Understanding that the protection of the sea and the coasts of Chile is important to the health of the entire planet, in recent decades authorities and communities in the country have advanced decisively in creating marine protected areas - which today reach 43% of the country's Exclusive Economic Zone - to reduce the degradation of these ecosystems; strengthen adaptation to the effects of the climate crisis affecting them, both for marine biodiversity itself and for human communities; contribute from marine protected areas to blue carbon initiatives; and also provide sustainable development opportunities for communities linked to the ocean. 
 
Although this level of official protection is very encouraging, the country faces the challenge of moving from formal acts of designation of these areas to the systematic execution of actions that allow their implementation and management with effective conservation results.
 
 
Great blue whale. Photo: Marcelo Flores/WWF ChileGreat blue whale. Photo: Marcelo Flores/WWF Chile
 
 
This is the challenge that Fondo Naturaleza Chile (Chile Nature Fund), a public-private foundation that seeks to mobilize funding for the conservation of the country's natural heritage, has set for itself through it's Chilean Marine Protected Areas Program, which was recently presented to Chile and the world at COP27. It is a program built on collaboration between institutions such as the environment ministry and the national fishing service and civil society organizations with a long environmental track record, such as Oceana, WCS and WWF.
 
The Marine Protected Areas program integrates an effective management plan in marine protected areas to contribute to biodiversity conservation and human well-being and to increase the resilience of marine and coastal ecosystems to the effects of climate change.
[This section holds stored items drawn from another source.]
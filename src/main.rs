//! Portfolio Quotes command line
//!
//! `serve` runs the quote proxy, `load` uploads a CSV portfolio through it
//! and prints the table, `template` writes the sample CSV.

use anyhow::{Context, Result};
use clap::{Parser, Subcommand};
use comfy_table::{presets::UTF8_FULL, Cell, CellAlignment, Color, ContentArrangement, Table};
use portfolio_quotes::config::{self, ClientConfig, ProxyConfig};
use portfolio_quotes::error::ErrorResponse;
use portfolio_quotes::portfolio::csv::TEMPLATE_CSV;
use portfolio_quotes::portfolio::table::{self, EntryStatus, PortfolioSummary, SortDirection};
use portfolio_quotes::portfolio::PortfolioEntry;
use portfolio_quotes::proxy::ProxyServer;
use portfolio_quotes::services::{HttpQuoteSource, PortfolioService};
use portfolio_quotes::state::PortfolioSession;
use std::collections::BTreeSet;
use std::path::PathBuf;

#[derive(Parser)]
#[command(name = "portfolio-quotes", version, about = "CSV portfolio tracker with live quotes")]
struct Cli {
    #[command(subcommand)]
    command: Command,
}

#[derive(Subcommand)]
enum Command {
    /// Run the quote proxy
    Serve {
        #[arg(long)]
        host: Option<String>,
        #[arg(long)]
        port: Option<u16>,
    },
    /// Upload a CSV portfolio and print the quote table
    Load {
        /// CSV file with a symbol column
        file: PathBuf,
        /// Quote proxy endpoint (defaults to QUOTE_PROXY_URL)
        #[arg(long)]
        proxy_url: Option<String>,
        /// Only show rows whose symbol or company name contains this text
        #[arg(long)]
        filter: Option<String>,
        /// Column to sort by, e.g. changePercent
        #[arg(long)]
        sort: Option<String>,
        /// asc or desc
        #[arg(long, default_value = "asc")]
        direction: SortDirection,
        /// Fetch quotes a second time after loading
        #[arg(long)]
        refresh: bool,
        /// Print rows and summary as JSON
        #[arg(long)]
        json: bool,
    },
    /// Write the sample CSV
    Template {
        /// Output path; stdout when omitted
        #[arg(long)]
        out: Option<PathBuf>,
    },
}

#[tokio::main]
async fn main() -> Result<()> {
    config::load_dotenv();
    portfolio_quotes::init_tracing();

    let cli = Cli::parse();
    match cli.command {
        Command::Serve { host, port } => serve(host, port).await,
        Command::Load {
            file,
            proxy_url,
            filter,
            sort,
            direction,
            refresh,
            json,
        } => {
            let client = match proxy_url {
                Some(url) => ClientConfig::with_proxy_url(url)?,
                None => ClientConfig::from_env()?,
            };
            load(file, client, filter, sort, direction, refresh, json).await
        }
        Command::Template { out } => template(out),
    }
}

async fn serve(host: Option<String>, port: Option<u16>) -> Result<()> {
    let mut config = ProxyConfig::from_env()?;
    if let Some(host) = host {
        config.host = host;
    }
    if let Some(port) = port {
        config.port = port;
    }

    let mut server = ProxyServer::new(config);
    server.start().await?;

    tokio::signal::ctrl_c()
        .await
        .context("Failed to listen for Ctrl-C")?;
    server.stop();
    Ok(())
}

#[allow(clippy::too_many_arguments)]
async fn load(
    file: PathBuf,
    client: ClientConfig,
    filter: Option<String>,
    sort: Option<String>,
    direction: SortDirection,
    refresh: bool,
    json: bool,
) -> Result<()> {
    let session = PortfolioSession::new();
    let source = HttpQuoteSource::new(client.proxy_url);

    let mut snapshot = match PortfolioService::upload_file(&session, &source, &file).await {
        Ok(snapshot) => snapshot,
        Err(e) if json => {
            let message = e.to_string();
            println!("{}", serde_json::to_string_pretty(&ErrorResponse::from(e))?);
            anyhow::bail!(message);
        }
        Err(e) => return Err(e.into()),
    };
    if refresh {
        snapshot = PortfolioService::refresh(&session, &source).await?;
    }

    let mut rows = table::filter_entries(&snapshot.entries, filter.as_deref().unwrap_or(""));
    if let Some(field) = sort.as_deref() {
        table::sort_entries(&mut rows, field, direction);
    }
    let summary = table::summarize(&snapshot.entries);

    if json {
        let output = serde_json::json!({
            "batchId": snapshot.batch_id,
            "rows": rows.iter().map(|e| table::entry_row(e)).collect::<Vec<_>>(),
            "summary": summary,
        });
        println!("{}", serde_json::to_string_pretty(&output)?);
    } else {
        println!("{}", render_table(&rows));
        println!("{}", render_summary(&summary));
    }
    Ok(())
}

fn template(out: Option<PathBuf>) -> Result<()> {
    match out {
        Some(path) => {
            std::fs::write(&path, TEMPLATE_CSV)
                .with_context(|| format!("Failed to write {}", path.display()))?;
            tracing::info!("Template written to {}", path.display());
        }
        None => print!("{}", TEMPLATE_CSV),
    }
    Ok(())
}

fn render_table(rows: &[&PortfolioEntry]) -> Table {
    let csv_columns: BTreeSet<&str> = rows
        .iter()
        .flat_map(|e| e.fields.keys().map(String::as_str))
        .filter(|k| !k.eq_ignore_ascii_case("symbol"))
        .collect();

    let mut header = vec![
        "#", "Symbol", "Company", "LTP", "Change", "Change %", "Volume", "Updated (IST)",
    ];
    header.extend(csv_columns.iter().copied());
    header.push("Status");

    let mut table = Table::new();
    table
        .load_preset(UTF8_FULL)
        .set_content_arrangement(ContentArrangement::Dynamic)
        .set_header(header);

    for entry in rows {
        let quote = &entry.quote;
        let color = if quote.change > 0.0 {
            Color::Green
        } else if quote.change < 0.0 {
            Color::Red
        } else {
            Color::Reset
        };
        let updated = entry
            .fetched_at
            .map(|t| {
                t.with_timezone(&chrono_tz::Asia::Kolkata)
                    .format("%Y-%m-%d %H:%M:%S")
                    .to_string()
            })
            .unwrap_or_else(|| "-".to_string());

        let mut cells = vec![
            Cell::new(entry.position),
            Cell::new(entry.symbol.as_str()),
            Cell::new(&quote.company_name),
            Cell::new(format!("{:.2}", quote.ltp)).set_alignment(CellAlignment::Right),
            Cell::new(format!("{:+.2}", quote.change))
                .fg(color)
                .set_alignment(CellAlignment::Right),
            Cell::new(format!("{:+.2}%", quote.change_percent))
                .fg(color)
                .set_alignment(CellAlignment::Right),
            Cell::new(quote.volume).set_alignment(CellAlignment::Right),
            Cell::new(updated),
        ];
        for column in &csv_columns {
            cells.push(Cell::new(entry.fields.get(*column).map(String::as_str).unwrap_or("")));
        }
        cells.push(match table::entry_status(entry) {
            EntryStatus::Ok => Cell::new("ok"),
            EntryStatus::Failed(error) => Cell::new(error).fg(Color::Red),
            EntryStatus::StaleError(error) => {
                Cell::new(format!("stale: {}", error)).fg(Color::Yellow)
            }
        });

        table.add_row(cells);
    }

    table
}

fn render_summary(summary: &PortfolioSummary) -> Table {
    let mut table = Table::new();
    table.load_preset(UTF8_FULL).set_header(vec!["Summary", ""]);
    table.add_row(vec![Cell::new("Entries"), Cell::new(summary.total_entries)]);
    table.add_row(vec![
        Cell::new("Gainers / Losers / Unchanged"),
        Cell::new(format!("{} / {} / {}", summary.gainers, summary.losers, summary.unchanged)),
    ]);
    table.add_row(vec![Cell::new("Failed"), Cell::new(summary.failed)]);
    table.add_row(vec![Cell::new("Invested"), Cell::new(format!("{:.2}", summary.invested))]);
    table.add_row(vec![
        Cell::new("Current value"),
        Cell::new(format!("{:.2}", summary.current_value)),
    ]);
    table.add_row(vec![
        Cell::new("Total gain/loss"),
        Cell::new(format!(
            "{:+.2} ({:+.2}%)",
            summary.total_gain_loss, summary.total_gain_loss_percent
        )),
    ]);
    table.add_row(vec![Cell::new("Day change"), Cell::new(format!("{:+.2}", summary.day_change))]);
    table
}
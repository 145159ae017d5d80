//! Services Layer
//!
//! Business logic shared by the CLI and the integration tests.
//!
//! # Architecture
//!
//! ```text
//! CLI ──> PortfolioService ──> QuotesService ──> QuoteSource ──> Quote proxy ──> Upstox
//!               │
//!               └──> PortfolioSession
//! ```
//!
//! # Services
//!
//! - `QuotesService` - Concurrent per-symbol quote fetch
//! - `PortfolioService` - Upload, refresh and clear the session portfolio

pub mod portfolio_service;
pub mod quotes_service;

pub use portfolio_service::PortfolioService;
pub use quotes_service::{HttpQuoteSource, QuoteSource, QuotesService};
//! Application error types

use serde::Serialize;
use thiserror::Error;

/// Application-wide error type
#[derive(Error, Debug)]
pub enum AppError {
    #[error("Malformed CSV: {0}")]
    MalformedInput(String),

    #[error("No symbol column found in CSV")]
    NoSymbolColumn,

    #[error("A portfolio load is already in progress")]
    Busy,

    #[error("Serialization error: {0}")]
    Serialization(#[from] serde_json::Error),

    #[error("HTTP request error: {0}")]
    Http(#[from] reqwest::Error),

    #[error("Upstream error ({status}): {message}")]
    Upstream { status: u16, message: String },

    #[error("Configuration error: {0}")]
    Config(String),

    #[error("IO error: {0}")]
    Io(#[from] std::io::Error),

    #[error("Internal error: {0}")]
    Internal(String),
}

/// Serializable error response for callers
#[derive(Debug, Serialize)]
pub struct ErrorResponse {
    pub code: String,
    pub message: String,
}

impl From<AppError> for ErrorResponse {
    fn from(err: AppError) -> Self {
        let code = match &err {
            AppError::MalformedInput(_) => "MALFORMED_INPUT",
            AppError::NoSymbolColumn => "NO_SYMBOL_COLUMN",
            AppError::Busy => "BUSY",
            AppError::Serialization(_) => "SERIALIZATION_ERROR",
            AppError::Http(_) => "HTTP_ERROR",
            AppError::Upstream { .. } => "UPSTREAM_ERROR",
            AppError::Config(_) => "CONFIG_ERROR",
            AppError::Io(_) => "IO_ERROR",
            AppError::Internal(_) => "INTERNAL_ERROR",
        };

        ErrorResponse {
            code: code.to_string(),
            message: err.to_string(),
        }
    }
}

pub type Result<T> = std::result::Result<T, AppError>;
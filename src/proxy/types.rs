//! Quote proxy wire types

use crate::brokers::types::ProviderError;
use axum::{
    http::StatusCode,
    response::{IntoResponse, Response},
    Json,
};
use serde::{Deserialize, Serialize};
use serde_json::{json, Value};

/// Quote request - POST /api/quote
#[derive(Debug, Clone, Default, Serialize, Deserialize)]
pub struct QuoteRequest {
    #[serde(default)]
    pub symbol: Option<String>,
}

/// Errors returned by the quote endpoint, each with a fixed JSON body
#[derive(Debug, Clone, PartialEq)]
pub enum ProxyError {
    MethodNotAllowed,
    MissingSymbol,
    TokenNotConfigured,
    Upstream { status: u16, details: Value },
    SymbolNotFound { symbol: String, available: Vec<String> },
    Internal(String),
}

impl From<ProviderError> for ProxyError {
    fn from(err: ProviderError) -> Self {
        match err {
            ProviderError::Status { status, details } => ProxyError::Upstream { status, details },
            ProviderError::NotFound { symbol, available } => {
                ProxyError::SymbolNotFound { symbol, available }
            }
            ProviderError::Transport(message) => ProxyError::Internal(message),
        }
    }
}

impl ProxyError {
    pub fn status(&self) -> StatusCode {
        match self {
            ProxyError::MethodNotAllowed => StatusCode::METHOD_NOT_ALLOWED,
            ProxyError::MissingSymbol => StatusCode::BAD_REQUEST,
            ProxyError::TokenNotConfigured | ProxyError::Internal(_) => {
                StatusCode::INTERNAL_SERVER_ERROR
            }
            ProxyError::Upstream { status, .. } => {
                StatusCode::from_u16(*status).unwrap_or(StatusCode::BAD_GATEWAY)
            }
            ProxyError::SymbolNotFound { .. } => StatusCode::NOT_FOUND,
        }
    }

    pub fn body(&self) -> Value {
        match self {
            ProxyError::MethodNotAllowed => json!({ "error": "Method not allowed" }),
            ProxyError::MissingSymbol => json!({ "error": "Symbol is required" }),
            ProxyError::TokenNotConfigured => {
                json!({ "error": "Upstox access token not configured" })
            }
            ProxyError::Upstream { details, .. } => json!({
                "error": "Failed to fetch data from Upstox",
                "details": details,
            }),
            ProxyError::SymbolNotFound { symbol, available } => json!({
                "error": format!("Stock data not found for symbol {}", symbol),
                "availableSymbols": available,
            }),
            ProxyError::Internal(message) => json!({
                "error": "Failed to fetch stock data",
                "message": message,
            }),
        }
    }
}

impl IntoResponse for ProxyError {
    fn into_response(self) -> Response {
        (self.status(), Json(self.body())).into_response()
    }
}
The strategies to achieve this vision are diverse and interconnected in an integrated and systemic proposal that proposes a design to provide financial sustainability to marine protected areas; strengthen governance for management decision making; monitoring of conservation targets, their threats and the effects of climate change; research; enforcement; promoting sustainable livelihoods for communities; education; appropriate planning instruments; and on-the-ground conservation. 
 
In terms of financial sustainability, in the case of marine protected areas alone, the budget deficit for their operation in 2020 was 96%, so one of the urgent tasks of the Chile Nature Fund is to seek funding with a goal of US$350 million for the next 10 years, most of which (80%) will go to organizations and communities in the territories that work in marine conservation.  
 
The goal is to reduce the funding gap for effective conservation through this environmental fund that meets the highest international standards and replicates a successful financing and investment model used for more than 30 years worldwide for biodiversity conservation. It is a challenge to be active in the conservation of this nursery of life that converges in the Chilean seas, being able to show the world the commitment of public and private actors to a sustainable development agenda.